I finally found the time to do some quick practical exploration of my own. One area that interests me is understanding the geographic coverage of a dataset. There’s lots of ways to approach that, mainly because datasets can vary widely in how they include geographical data. Some might include direct references to regions, whilst others might have more fine-grained latitude/longitude data.
I recently discovered local-geocoder which allows bulk reverse geocoding of lat/lng data to country names. I decided to apply this to data to dbpedia to see if I could get a sense of its overall coverage.

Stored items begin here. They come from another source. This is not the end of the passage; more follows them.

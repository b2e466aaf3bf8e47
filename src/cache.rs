use std::collections::HashMap;
use std::path::{Path, PathBuf};
use std::sync::{Arc, Mutex};

use crate::audio::Fingerprint;
use crate::Result;

/// Namespace (file extension) of cached fingerprints.
pub const FINGERPRINT_NAMESPACE: &str = "bin";

/// Namespace (file extension) of decoded temp audio.
pub const WAV_NAMESPACE: &str = "wav";

/// Identifies a cached fingerprint.
///
/// The same file fingerprinted at two different sample rates produces two different
/// fingerprints, so the sample rate is part of the key.
#[derive(Clone, Debug, PartialEq, Eq, Hash)]
pub struct CacheKey {
    filename: PathBuf,
    sample_rate: u32,
}

impl CacheKey {
    pub fn new(filename: impl Into<PathBuf>, sample_rate: u32) -> Self {
        Self {
            filename: filename.into(),
            sample_rate,
        }
    }

    pub fn filename(&self) -> &Path {
        &self.filename
    }

    pub fn sample_rate(&self) -> u32 {
        self.sample_rate
    }

    /// File name used to store this key on disk.
    pub fn file_name(&self) -> String {
        format!(
            "{:x}_{}.{}",
            md5::compute(self.filename.to_string_lossy().as_bytes()),
            self.sample_rate,
            FINGERPRINT_NAMESPACE
        )
    }
}

/// Storage for computed fingerprints.
///
/// Each operation is atomic for a single key; entries are immutable once stored.
pub trait FingerprintCache: Send + Sync {
    fn get(&self, key: &CacheKey) -> Result<Option<Fingerprint>>;

    fn set(&self, key: &CacheKey, fingerprint: &Fingerprint) -> Result<()>;

    fn remove(&self, key: &CacheKey) -> Result<()>;

    /// Removes every entry in `namespace` (e.g., [FINGERPRINT_NAMESPACE]).
    fn clear(&self, namespace: &str) -> Result<()>;
}

/// Fingerprint cache backed by bincode files in a directory.
///
/// Decoded temp audio shares the directory, which is why [FingerprintCache::clear] takes
/// a namespace.
#[derive(Debug)]
pub struct DiskCache {
    root: PathBuf,
}

impl DiskCache {
    pub fn new(root: impl Into<PathBuf>) -> Result<Self> {
        let root = root.into();
        std::fs::create_dir_all(&root)?;
        Ok(Self { root })
    }

    pub fn root(&self) -> &Path {
        &self.root
    }

    fn path(&self, key: &CacheKey) -> PathBuf {
        self.root.join(key.file_name())
    }
}

impl FingerprintCache for DiskCache {
    fn get(&self, key: &CacheKey) -> Result<Option<Fingerprint>> {
        let path = self.path(key);
        if !path.exists() {
            return Ok(None);
        }
        Fingerprint::from_path(&path).map(Some)
    }

    fn set(&self, key: &CacheKey, fingerprint: &Fingerprint) -> Result<()> {
        // Write to a unique temp file, then rename, so readers never see a partial entry.
        let path = self.path(key);
        let tmp = path.with_extension(format!(
            "{}.{:?}.tmp",
            FINGERPRINT_NAMESPACE,
            std::thread::current().id()
        ));
        fingerprint.to_path(&tmp)?;
        if let Err(e) = std::fs::rename(&tmp, &path) {
            let _ = std::fs::remove_file(&tmp);
            return Err(e.into());
        }
        tracing::trace!("cached fingerprint at {}", path.display());
        Ok(())
    }

    fn remove(&self, key: &CacheKey) -> Result<()> {
        match std::fs::remove_file(self.path(key)) {
            Ok(()) => Ok(()),
            Err(e) if e.kind() == std::io::ErrorKind::NotFound => Ok(()),
            Err(e) => Err(e.into()),
        }
    }

    fn clear(&self, namespace: &str) -> Result<()> {
        let removed = crate::util::remove_files_with_extension(&self.root, namespace)?;
        tracing::debug!(namespace, removed, "cleared cache namespace");
        Ok(())
    }
}

/// In-process fingerprint cache.
#[derive(Debug, Default)]
pub struct MemoryCache {
    entries: Mutex<HashMap<CacheKey, Arc<Fingerprint>>>,
}

impl MemoryCache {
    pub fn len(&self) -> usize {
        self.entries.lock().map(|e| e.len()).unwrap_or(0)
    }

    pub fn is_empty(&self) -> bool {
        self.len() == 0
    }
}

impl FingerprintCache for MemoryCache {
    fn get(&self, key: &CacheKey) -> Result<Option<Fingerprint>> {
        let entries = self.entries.lock().unwrap_or_else(|e| e.into_inner());
        Ok(entries.get(key).map(|fp| fp.as_ref().clone()))
    }

    fn set(&self, key: &CacheKey, fingerprint: &Fingerprint) -> Result<()> {
        let mut entries = self.entries.lock().unwrap_or_else(|e| e.into_inner());
        entries.insert(key.clone(), Arc::new(fingerprint.clone()));
        Ok(())
    }

    fn remove(&self, key: &CacheKey) -> Result<()> {
        let mut entries = self.entries.lock().unwrap_or_else(|e| e.into_inner());
        entries.remove(key);
        Ok(())
    }

    fn clear(&self, namespace: &str) -> Result<()> {
        if namespace == FINGERPRINT_NAMESPACE {
            let mut entries = self.entries.lock().unwrap_or_else(|e| e.into_inner());
            entries.clear();
        }
        Ok(())
    }
}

The result is a simple shell script that:
- Downloads the geographic data from the English version of Dbpedia 3.8
- Extracts the georss:point predicates and runs them through the local_geocode command-line tool
- Runs the results through some command-line tools to sort and summarise the data to create a simple CSV file
I created a gist that contains the script and the output as formatted text and CSV.
Quick summary of the results:
- 475,001 geographic points in Dbpedia 3.8.
- 26,763 (recorded as “nil” in the results) were unmatched, giving 448,238 points that can be geocoded to a country
- 122,230 points were from US (25.7% of full set)
- US, Poland (46,316; 9.75%), and United Kingdom (45,917, 9.67%) are the three most represented countries
- 178 countries referenced in totaal
From a quick inspection, I think the results that can’t be geocoded are simply those that are outside country boundaries. E.g. the location for Apollo 8 is the middle of the Pacific).
The main caveat with the results (other than potential bugs) is that the boundary data used in local-geocoder is of unclear provenance. Its intended for quick prototyping only. However I’ve had a pull request accepted to local-geocoder to make it easier to use alternate data so there are now options to use alternative sources.
Most online geocoders are rate-limited or have specific terms and conditions that limit re-use of the resulting data. It would be interesting to create a good reference set of open boundary data for countries and administrative regions for use in open source geocoding tools.
I’ve been exploring how the Ordnance Survey data could be converted to GeoJSON for use with the tool. This would give more fine-grained data for England, Scotland and Wales.